[Dataset entries]

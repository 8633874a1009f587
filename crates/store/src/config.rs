//! Store tuning knobs.

/// Configuration for store implementations.
#[derive(Debug, Clone)]
pub struct StoreConfig {
    /// How many times a one-record transaction re-reads and retries after
    /// losing a commit race before giving up with a conflict.
    pub transaction_max_attempts: u32,
}

impl Default for StoreConfig {
    fn default() -> Self {
        Self {
            transaction_max_attempts: 5,
        }
    }
}

impl StoreConfig {
    pub fn with_max_attempts(mut self, attempts: u32) -> Self {
        self.transaction_max_attempts = attempts;
        self
    }
}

-- EXERCISE AIM --
Restate the records above word for word, omitting nothing.

-- ANSWER BOX --
repository 8633874a1009f587
filename crates/store/src/config.rs
//! Store tuning knobs.

/// Configuration for store implementations.
#[derive(Debug, Clone)]
pub struct StoreConfig {
    /// How many times a one-record transaction re-reads and retries after
    /// losing a commit race before giving up with a conflict.
    pub transaction_max_attempts: u32,
}

impl Default for StoreConfig {
    fn default() -> Self {
        Self {
            transaction_max_attempts: 5,
        }
    }
}

impl StoreConfig {
    pub fn with_max_attempts(mut self, attempts: u32) -> Self {
        self.transaction_max_attempts = attempts;
        self
    }
}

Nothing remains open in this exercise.